A trio of ubiquitin ligases sequentially drives ubiquitylation and autophagic degradation of dysfunctional yeast proteasomes

As central effectors of ubiquitin (Ub)-mediated proteolysis, proteasomes are regulated at multiple levels, including degradation of unwanted or dysfunctional particles via autophagy (termed proteaphagy). In yeast, inactive proteasomes are exported from the nucleus, sequestered into cytoplasmic aggresomes via the Hsp42 chaperone, extensively ubiquitylated, and then tethered to the expanding phagophore by the autophagy receptor Cue5. Here, we demonstrate the need for ubiquitylation driven by the trio of Ub ligases (E3s), San1, Rsp5, and Hul5, which together with their corresponding E2s work sequentially to promote nuclear export and Cue5 recognition. Whereas San1 functions prior to nuclear export, Rsp5 and Hul5 likely decorate aggresome-localized proteasomes in concert. Ultimately, topologically complex Ub chain(s) containing both K48 and K63 Ub-Ub linkages are assembled, mainly on the regulatory particle, to generate autophagy-competent substrates.

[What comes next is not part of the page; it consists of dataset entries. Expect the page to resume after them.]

//! Method - The closed vocabulary of ranking methods the dispatcher accepts.

use serde::{Deserialize, Serialize};
use std::fmt;
use std::str::FromStr;

use crate::domain::foundation::ValidationError;

/// Direction in which scores are preferred when ranking.
#[derive(Debug, Clone, Copy, PartialEq, Eq, Hash, Serialize, Deserialize)]
pub enum RankDirection {
    /// Higher scores rank first.
    Descending,
    /// Lower scores rank first.
    Ascending,
}

/// Multi-criteria decision analysis method.
#[derive(Debug, Clone, Copy, PartialEq, Eq, Hash, Serialize, Deserialize)]
#[serde(rename_all = "UPPERCASE")]
pub enum Method {
    Saw,
    Wp,
    Topsis,
    Ahp,
    Electre,
    Promethee,
    Moora,
    Vikor,
}

impl Method {
    /// Every supported method, in display order.
    pub const ALL: [Method; 8] = [
        Method::Saw,
        Method::Wp,
        Method::Topsis,
        Method::Ahp,
        Method::Electre,
        Method::Promethee,
        Method::Moora,
        Method::Vikor,
    ];

    /// Returns the short identifier.
    pub fn code(&self) -> &'static str {
        match self {
            Method::Saw => "SAW",
            Method::Wp => "WP",
            Method::Topsis => "TOPSIS",
            Method::Ahp => "AHP",
            Method::Electre => "ELECTRE",
            Method::Promethee => "PROMETHEE",
            Method::Moora => "MOORA",
            Method::Vikor => "VIKOR",
        }
    }

    /// Returns the display label.
    pub fn label(&self) -> &'static str {
        match self {
            Method::Saw => "Simple Additive Weighting (SAW)",
            Method::Wp => "Weighted Product (WP)",
            Method::Topsis => "TOPSIS",
            Method::Ahp => "Analytical Hierarchy Process (AHP)",
            Method::Electre => "ELECTRE",
            Method::Promethee => "PROMETHEE",
            Method::Moora => "MOORA",
            Method::Vikor => "VIKOR",
        }
    }

    /// Returns the direction in which this method's final scores are preferred.
    ///
    /// VIKOR ranks by compromise index, where lower is better.
    pub fn rank_direction(&self) -> RankDirection {
        match self {
            Method::Vikor => RankDirection::Ascending,
            _ => RankDirection::Descending,
        }
    }
}

impl fmt::Display for Method {
    fn fmt(&self, f: &mut fmt::Formatter<'_>) -> fmt::Result {
        write!(f, "{}", self.code())
    }
}

impl FromStr for Method {
    type Err = ValidationError;

    fn from_str(s: &str) -> Result<Self, Self::Err> {
        let wanted = s.trim();
        Method::ALL
            .iter()
            .copied()
            .find(|m| m.code().eq_ignore_ascii_case(wanted))
            .ok_or_else(|| {
                ValidationError::invalid_format("method", format!("unknown method '{}'", wanted))
            })
    }
}
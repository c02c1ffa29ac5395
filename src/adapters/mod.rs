//! Adapters - Connections between the engine and the outside world.

pub mod problem_file;
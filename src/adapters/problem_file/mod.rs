//! Problem file adapter - Reads decision problems and writes results on disk.

mod loader;

pub use loader::{load_problem, parse_problem, save_result, ProblemFileError, ProblemFormat};
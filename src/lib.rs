//! MCDA Engine - Multi-criteria decision analysis
//!
//! This crate ranks alternatives against weighted benefit and cost criteria
//! with SAW, WP, TOPSIS, AHP, ELECTRE, PROMETHEE, MOORA and VIKOR, recording
//! every intermediate matrix so a result can be audited step by step.

pub mod adapters;
pub mod application;
pub mod config;
pub mod domain;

Because San1, Rsp5, Hul5, Hsp42, and Cue5 also participate in general proteostasis, proteaphagy likely engages a fundamental mechanism for eliminating inactive/misfolded proteins.

Automated summary

Proteasomes, as central effectors of ubiquitin-mediated proteolysis, are regulated by multiple levels including proteaphagy, a mechanism that degrades unwanted or dysfunctional particles via autophagy. This study demonstrated the importance of ubiquitylation driven by the trio of Ub ligases (E3s), San1, Rsp5, and Hul5, in promoting nuclear export and recognition by the autophagy receptor Cue5. The study also highlighted the assembly of topologically complex Ub chains on the regulatory particle, allowing for the generation of autophagy-competent substrates. Overall, proteaphagy appears to be a fundamental mechanism for eliminating inactive or misfolded proteins.